Task instructions
Retype, word for word, every line from the one holding "filename crates/push-gateway/src/session/error.rs" through the one holding "in after this error" in the entries below, both included, and only those lines.

Information shown

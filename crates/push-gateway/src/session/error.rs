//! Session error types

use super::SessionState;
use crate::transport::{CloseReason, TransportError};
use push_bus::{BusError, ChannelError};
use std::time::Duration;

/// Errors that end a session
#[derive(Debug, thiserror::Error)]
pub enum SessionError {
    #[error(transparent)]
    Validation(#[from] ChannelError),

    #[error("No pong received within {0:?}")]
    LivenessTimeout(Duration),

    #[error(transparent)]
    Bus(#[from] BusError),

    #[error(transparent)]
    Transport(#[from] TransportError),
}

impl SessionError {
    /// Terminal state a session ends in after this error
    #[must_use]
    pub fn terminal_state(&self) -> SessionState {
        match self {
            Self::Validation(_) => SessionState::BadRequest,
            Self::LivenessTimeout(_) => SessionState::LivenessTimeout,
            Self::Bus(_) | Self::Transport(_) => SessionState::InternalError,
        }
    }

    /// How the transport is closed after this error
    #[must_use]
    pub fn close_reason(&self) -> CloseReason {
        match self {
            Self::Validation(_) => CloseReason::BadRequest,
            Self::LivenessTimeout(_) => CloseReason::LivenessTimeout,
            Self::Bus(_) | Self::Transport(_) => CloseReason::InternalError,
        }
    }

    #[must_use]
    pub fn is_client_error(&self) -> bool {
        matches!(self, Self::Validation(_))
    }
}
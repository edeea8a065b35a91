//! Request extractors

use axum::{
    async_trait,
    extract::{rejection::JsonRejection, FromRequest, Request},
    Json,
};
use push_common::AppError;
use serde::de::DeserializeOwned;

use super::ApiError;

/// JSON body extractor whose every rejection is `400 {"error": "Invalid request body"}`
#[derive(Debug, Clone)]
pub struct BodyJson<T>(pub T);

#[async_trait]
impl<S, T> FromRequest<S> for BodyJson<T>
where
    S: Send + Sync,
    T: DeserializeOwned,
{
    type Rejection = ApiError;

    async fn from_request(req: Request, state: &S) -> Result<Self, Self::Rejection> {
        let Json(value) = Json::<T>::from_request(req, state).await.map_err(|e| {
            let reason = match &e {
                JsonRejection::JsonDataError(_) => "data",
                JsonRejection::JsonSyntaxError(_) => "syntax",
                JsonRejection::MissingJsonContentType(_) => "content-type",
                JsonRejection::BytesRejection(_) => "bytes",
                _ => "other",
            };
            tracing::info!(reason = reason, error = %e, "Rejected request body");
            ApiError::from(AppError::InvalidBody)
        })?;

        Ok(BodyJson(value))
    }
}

...

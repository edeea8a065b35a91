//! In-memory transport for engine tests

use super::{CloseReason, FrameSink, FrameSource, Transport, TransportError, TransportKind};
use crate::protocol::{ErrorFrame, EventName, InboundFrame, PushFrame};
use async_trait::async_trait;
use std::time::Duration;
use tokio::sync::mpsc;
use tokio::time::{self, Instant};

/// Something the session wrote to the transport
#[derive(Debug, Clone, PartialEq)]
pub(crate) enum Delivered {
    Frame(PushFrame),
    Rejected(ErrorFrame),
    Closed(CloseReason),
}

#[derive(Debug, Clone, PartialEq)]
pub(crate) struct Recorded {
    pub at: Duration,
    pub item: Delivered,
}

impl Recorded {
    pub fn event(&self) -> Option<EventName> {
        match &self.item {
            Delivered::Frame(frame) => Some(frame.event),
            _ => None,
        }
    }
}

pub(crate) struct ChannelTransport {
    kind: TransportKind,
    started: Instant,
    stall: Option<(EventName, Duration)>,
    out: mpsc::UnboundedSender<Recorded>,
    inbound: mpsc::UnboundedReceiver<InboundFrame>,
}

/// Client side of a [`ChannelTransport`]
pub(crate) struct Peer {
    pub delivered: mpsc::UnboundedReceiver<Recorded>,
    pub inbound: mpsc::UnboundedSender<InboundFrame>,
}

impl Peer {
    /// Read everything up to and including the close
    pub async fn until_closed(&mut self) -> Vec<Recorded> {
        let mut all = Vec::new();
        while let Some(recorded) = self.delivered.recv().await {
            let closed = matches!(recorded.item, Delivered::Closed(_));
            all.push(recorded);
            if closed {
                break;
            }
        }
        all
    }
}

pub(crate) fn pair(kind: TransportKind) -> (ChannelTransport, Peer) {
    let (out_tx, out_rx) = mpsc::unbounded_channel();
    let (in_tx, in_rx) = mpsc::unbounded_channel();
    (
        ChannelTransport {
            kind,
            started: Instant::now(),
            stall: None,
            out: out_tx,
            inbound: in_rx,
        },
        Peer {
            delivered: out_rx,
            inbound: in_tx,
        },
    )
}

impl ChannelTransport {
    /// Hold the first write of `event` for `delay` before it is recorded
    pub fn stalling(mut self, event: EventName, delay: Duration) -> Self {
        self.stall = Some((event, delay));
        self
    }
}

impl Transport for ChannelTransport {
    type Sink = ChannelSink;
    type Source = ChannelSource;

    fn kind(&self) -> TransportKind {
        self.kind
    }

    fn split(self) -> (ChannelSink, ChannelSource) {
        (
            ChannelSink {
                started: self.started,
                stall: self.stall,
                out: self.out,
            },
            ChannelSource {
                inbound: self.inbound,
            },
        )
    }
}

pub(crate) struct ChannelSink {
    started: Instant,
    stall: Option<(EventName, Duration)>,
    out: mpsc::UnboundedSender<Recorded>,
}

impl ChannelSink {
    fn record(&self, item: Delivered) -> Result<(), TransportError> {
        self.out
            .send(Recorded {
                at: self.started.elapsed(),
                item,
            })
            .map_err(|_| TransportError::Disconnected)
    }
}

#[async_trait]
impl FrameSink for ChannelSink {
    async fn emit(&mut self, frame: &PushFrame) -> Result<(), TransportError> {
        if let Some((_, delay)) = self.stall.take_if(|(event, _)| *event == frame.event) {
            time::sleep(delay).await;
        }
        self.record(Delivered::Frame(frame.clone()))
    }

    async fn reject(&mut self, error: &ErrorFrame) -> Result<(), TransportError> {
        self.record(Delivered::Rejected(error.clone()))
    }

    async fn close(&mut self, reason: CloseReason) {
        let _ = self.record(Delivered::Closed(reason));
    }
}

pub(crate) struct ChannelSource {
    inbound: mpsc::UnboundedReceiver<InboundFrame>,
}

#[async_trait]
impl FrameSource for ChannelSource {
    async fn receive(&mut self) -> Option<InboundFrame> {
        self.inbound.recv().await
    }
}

Response below
filename crates/push-gateway/src/session/error.rs
//! Session error types

use super::SessionState;
use crate::transport::{CloseReason, TransportError};
use push_bus::{BusError, ChannelError};
use std::time::Duration;

/// Errors that end a session
#[derive(Debug, thiserror::Error)]
pub enum SessionError {
    #[error(transparent)]
    Validation(#[from] ChannelError),

    #[error("No pong received within {0:?}")]
    LivenessTimeout(Duration),

    #[error(transparent)]
    Bus(#[from] BusError),

    #[error(transparent)]
    Transport(#[from] TransportError),
}

impl SessionError {
    /// Terminal state a session ends in after this error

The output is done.